DIRECTIONS FOR THIS TASK: For the data below, give again exactly the lines from the one containing "of the display." through the one containing "self.discard_cancelled();", both ends included, and no others.

EXERCISE MATERIAL:
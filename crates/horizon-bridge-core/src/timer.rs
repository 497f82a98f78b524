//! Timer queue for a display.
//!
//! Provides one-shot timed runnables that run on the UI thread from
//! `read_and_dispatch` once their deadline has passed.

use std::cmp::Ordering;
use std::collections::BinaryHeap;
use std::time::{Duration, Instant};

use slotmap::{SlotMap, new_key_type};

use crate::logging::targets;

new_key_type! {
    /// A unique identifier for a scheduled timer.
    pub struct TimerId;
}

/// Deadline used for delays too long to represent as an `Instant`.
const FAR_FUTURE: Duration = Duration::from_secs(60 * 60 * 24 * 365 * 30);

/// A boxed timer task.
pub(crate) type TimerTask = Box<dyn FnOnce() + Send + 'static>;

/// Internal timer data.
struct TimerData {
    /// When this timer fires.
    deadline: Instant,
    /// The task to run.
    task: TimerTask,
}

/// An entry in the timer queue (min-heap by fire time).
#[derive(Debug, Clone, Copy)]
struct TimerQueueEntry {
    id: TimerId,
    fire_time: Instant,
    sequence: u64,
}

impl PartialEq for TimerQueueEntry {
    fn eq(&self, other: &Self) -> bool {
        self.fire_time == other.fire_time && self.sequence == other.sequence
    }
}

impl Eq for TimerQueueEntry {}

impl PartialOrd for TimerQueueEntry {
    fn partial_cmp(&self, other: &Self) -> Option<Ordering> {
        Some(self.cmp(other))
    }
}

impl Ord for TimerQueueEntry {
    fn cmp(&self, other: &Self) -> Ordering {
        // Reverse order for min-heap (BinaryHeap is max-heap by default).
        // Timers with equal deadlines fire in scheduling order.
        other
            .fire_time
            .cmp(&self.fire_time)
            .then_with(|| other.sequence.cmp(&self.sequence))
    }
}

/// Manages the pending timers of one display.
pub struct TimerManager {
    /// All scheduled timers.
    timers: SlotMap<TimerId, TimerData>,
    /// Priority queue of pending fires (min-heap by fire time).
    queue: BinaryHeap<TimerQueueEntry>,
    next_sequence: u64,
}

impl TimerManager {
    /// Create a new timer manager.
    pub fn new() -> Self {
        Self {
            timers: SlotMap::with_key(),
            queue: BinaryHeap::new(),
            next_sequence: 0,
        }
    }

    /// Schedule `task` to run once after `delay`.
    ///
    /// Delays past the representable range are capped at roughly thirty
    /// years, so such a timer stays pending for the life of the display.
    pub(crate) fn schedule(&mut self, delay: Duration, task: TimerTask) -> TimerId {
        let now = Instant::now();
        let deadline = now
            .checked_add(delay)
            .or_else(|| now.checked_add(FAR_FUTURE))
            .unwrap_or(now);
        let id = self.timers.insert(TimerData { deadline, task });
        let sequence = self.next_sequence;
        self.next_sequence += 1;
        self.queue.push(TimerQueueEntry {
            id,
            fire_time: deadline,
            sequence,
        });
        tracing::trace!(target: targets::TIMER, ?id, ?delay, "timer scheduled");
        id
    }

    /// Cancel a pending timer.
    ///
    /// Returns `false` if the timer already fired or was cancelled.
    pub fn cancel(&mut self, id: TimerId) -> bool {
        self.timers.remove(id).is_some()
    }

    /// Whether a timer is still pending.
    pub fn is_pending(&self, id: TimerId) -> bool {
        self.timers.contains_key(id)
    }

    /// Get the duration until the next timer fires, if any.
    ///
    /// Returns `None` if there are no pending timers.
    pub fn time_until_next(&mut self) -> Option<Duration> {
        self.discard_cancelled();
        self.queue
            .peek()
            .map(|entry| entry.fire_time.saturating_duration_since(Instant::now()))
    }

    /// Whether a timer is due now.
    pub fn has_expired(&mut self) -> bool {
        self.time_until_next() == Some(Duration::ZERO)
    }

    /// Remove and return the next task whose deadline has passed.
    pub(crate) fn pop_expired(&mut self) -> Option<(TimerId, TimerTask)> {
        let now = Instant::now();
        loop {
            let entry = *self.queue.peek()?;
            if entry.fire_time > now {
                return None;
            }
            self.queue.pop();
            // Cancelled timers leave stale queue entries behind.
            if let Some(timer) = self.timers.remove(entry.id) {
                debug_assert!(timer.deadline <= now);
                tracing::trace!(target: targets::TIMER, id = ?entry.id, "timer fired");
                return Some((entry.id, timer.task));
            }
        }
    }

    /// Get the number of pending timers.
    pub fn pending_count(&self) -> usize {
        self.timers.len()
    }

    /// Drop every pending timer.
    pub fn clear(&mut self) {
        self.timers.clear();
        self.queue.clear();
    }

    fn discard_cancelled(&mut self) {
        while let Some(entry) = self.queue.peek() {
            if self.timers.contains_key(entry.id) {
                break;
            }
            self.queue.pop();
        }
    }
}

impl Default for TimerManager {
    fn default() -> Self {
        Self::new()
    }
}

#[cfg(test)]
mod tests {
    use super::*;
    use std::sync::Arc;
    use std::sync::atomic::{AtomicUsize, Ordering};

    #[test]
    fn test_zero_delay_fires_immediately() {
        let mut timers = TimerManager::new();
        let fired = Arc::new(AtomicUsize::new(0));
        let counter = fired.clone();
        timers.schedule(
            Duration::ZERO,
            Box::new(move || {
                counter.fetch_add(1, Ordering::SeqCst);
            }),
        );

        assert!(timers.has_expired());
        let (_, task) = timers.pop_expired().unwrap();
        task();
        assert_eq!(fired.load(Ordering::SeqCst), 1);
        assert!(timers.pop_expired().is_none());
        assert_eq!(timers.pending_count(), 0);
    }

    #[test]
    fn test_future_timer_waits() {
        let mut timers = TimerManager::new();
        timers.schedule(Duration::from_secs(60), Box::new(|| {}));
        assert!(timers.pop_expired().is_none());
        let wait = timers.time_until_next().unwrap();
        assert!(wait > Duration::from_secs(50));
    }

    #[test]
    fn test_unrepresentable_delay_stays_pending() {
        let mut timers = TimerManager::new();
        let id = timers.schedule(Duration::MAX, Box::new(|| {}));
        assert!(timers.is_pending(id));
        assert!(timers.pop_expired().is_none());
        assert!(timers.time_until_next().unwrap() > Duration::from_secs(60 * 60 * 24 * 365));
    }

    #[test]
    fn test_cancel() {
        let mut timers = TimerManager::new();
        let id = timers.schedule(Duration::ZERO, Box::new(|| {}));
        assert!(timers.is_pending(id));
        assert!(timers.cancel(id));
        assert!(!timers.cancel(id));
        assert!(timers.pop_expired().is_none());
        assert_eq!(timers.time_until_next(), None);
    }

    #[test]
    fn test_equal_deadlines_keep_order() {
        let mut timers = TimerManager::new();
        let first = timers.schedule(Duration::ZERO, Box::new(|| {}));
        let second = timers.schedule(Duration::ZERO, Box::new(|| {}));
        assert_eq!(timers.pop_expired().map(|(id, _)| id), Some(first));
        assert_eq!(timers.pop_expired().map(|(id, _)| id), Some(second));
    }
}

---

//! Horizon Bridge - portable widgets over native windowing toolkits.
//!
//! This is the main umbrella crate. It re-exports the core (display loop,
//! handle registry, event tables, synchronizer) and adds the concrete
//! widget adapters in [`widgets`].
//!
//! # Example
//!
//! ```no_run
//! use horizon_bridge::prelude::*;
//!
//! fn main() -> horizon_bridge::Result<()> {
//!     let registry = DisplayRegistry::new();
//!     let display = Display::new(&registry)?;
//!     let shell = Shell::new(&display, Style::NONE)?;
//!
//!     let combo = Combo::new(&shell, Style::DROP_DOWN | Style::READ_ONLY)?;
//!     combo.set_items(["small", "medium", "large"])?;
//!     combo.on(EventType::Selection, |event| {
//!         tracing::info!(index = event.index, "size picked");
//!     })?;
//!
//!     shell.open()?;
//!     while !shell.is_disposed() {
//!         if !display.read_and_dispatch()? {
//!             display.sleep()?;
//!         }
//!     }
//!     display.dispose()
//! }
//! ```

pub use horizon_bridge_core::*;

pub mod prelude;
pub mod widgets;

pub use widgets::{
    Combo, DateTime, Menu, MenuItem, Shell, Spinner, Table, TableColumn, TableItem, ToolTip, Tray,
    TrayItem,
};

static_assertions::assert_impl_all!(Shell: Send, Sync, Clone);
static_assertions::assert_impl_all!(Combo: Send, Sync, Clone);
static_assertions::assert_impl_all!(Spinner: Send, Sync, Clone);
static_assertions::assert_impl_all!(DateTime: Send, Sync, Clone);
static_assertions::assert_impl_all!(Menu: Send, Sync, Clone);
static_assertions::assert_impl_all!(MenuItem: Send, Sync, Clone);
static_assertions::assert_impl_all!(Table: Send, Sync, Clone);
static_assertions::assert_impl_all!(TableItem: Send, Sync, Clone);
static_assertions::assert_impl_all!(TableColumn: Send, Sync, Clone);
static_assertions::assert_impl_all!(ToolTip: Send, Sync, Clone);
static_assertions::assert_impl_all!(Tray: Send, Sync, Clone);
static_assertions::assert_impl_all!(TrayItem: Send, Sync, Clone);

==

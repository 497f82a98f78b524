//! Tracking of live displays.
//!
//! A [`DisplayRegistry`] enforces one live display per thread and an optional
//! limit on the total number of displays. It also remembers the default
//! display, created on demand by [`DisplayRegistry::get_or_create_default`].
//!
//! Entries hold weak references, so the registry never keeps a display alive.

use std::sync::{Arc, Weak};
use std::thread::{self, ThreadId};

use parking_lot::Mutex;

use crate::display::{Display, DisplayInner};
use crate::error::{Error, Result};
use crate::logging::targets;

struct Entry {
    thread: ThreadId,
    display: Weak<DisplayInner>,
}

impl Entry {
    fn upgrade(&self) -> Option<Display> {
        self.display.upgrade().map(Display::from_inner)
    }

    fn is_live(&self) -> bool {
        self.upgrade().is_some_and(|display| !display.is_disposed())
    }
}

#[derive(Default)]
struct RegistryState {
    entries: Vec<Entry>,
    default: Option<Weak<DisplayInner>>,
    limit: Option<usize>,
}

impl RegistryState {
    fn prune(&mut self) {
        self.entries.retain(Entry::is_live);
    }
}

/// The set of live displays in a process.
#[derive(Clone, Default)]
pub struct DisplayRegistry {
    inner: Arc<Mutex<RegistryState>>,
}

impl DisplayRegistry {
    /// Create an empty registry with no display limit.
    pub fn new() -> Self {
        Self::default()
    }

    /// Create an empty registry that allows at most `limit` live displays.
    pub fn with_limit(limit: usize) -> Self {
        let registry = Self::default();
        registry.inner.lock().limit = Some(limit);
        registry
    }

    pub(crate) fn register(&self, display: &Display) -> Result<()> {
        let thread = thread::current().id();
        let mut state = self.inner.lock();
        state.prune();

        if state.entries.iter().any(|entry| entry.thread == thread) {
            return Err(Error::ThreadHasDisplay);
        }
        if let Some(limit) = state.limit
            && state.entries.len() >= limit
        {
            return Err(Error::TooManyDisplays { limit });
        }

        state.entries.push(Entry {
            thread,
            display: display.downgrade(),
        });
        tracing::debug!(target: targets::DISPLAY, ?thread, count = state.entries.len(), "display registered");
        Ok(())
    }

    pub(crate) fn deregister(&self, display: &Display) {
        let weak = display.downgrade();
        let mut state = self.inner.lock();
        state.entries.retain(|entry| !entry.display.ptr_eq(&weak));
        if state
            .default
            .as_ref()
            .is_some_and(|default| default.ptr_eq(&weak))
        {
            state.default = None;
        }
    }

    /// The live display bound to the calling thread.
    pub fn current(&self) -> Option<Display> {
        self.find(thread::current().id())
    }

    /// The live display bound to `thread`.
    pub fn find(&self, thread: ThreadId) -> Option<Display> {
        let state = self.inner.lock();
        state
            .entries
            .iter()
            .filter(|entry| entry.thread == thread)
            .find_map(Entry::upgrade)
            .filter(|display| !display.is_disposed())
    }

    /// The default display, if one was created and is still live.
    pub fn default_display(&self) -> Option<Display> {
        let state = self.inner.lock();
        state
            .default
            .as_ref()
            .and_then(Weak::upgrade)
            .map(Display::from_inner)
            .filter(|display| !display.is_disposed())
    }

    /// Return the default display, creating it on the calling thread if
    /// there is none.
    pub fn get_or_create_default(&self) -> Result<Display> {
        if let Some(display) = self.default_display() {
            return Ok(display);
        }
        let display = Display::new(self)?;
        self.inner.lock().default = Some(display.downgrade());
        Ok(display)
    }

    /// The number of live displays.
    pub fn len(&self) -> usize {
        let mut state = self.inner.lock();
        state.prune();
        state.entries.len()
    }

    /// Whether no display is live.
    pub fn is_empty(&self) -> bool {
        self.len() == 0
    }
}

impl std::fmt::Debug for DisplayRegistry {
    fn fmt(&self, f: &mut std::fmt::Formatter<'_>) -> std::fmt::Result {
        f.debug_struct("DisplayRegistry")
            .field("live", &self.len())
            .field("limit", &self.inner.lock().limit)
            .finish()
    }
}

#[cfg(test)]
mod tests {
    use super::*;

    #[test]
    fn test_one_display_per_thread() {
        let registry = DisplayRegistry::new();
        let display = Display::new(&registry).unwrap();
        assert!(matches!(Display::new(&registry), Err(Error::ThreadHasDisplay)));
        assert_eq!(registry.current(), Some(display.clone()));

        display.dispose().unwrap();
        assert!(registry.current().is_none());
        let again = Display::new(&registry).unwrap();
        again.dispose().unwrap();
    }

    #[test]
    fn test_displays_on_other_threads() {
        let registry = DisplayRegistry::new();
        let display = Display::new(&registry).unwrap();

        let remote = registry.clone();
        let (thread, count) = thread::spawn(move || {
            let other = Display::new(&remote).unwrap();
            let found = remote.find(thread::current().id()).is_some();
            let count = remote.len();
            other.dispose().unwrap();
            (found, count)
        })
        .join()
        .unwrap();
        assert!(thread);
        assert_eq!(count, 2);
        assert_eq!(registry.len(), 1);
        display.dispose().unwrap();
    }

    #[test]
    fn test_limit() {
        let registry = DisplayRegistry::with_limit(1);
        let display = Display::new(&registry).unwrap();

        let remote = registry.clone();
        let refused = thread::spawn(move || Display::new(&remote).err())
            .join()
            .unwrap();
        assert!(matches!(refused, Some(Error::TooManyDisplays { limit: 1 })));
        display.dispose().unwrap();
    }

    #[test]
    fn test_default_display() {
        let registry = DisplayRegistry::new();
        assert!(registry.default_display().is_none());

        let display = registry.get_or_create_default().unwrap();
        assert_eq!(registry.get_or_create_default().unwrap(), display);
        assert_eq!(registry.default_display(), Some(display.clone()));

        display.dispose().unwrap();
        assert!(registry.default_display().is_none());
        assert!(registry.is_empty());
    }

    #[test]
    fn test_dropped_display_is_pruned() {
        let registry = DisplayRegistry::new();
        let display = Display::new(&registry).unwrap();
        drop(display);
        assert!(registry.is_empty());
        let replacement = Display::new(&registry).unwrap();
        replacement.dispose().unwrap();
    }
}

EXERCISE OUTPUT:
    /// years, so such a timer stays pending for the life of the display.
    pub(crate) fn schedule(&mut self, delay: Duration, task: TimerTask) -> TimerId {
        let now = Instant::now();
        let deadline = now
            .checked_add(delay)
            .or_else(|| now.checked_add(FAR_FUTURE))
            .unwrap_or(now);
        let id = self.timers.insert(TimerData { deadline, task });
        let sequence = self.next_sequence;
        self.next_sequence += 1;
        self.queue.push(TimerQueueEntry {
            id,
            fire_time: deadline,
            sequence,
        });
        tracing::trace!(target: targets::TIMER, ?id, ?delay, "timer scheduled");
        id
    }

    /// Cancel a pending timer.
    ///
    /// Returns `false` if the timer already fired or was cancelled.
    pub fn cancel(&mut self, id: TimerId) -> bool {
        self.timers.remove(id).is_some()
    }

    /// Whether a timer is still pending.
    pub fn is_pending(&self, id: TimerId) -> bool {
        self.timers.contains_key(id)
    }

    /// Get the duration until the next timer fires, if any.
    ///
    /// Returns `None` if there are no pending timers.
    pub fn time_until_next(&mut self) -> Option<Duration> {
        self.discard_cancelled();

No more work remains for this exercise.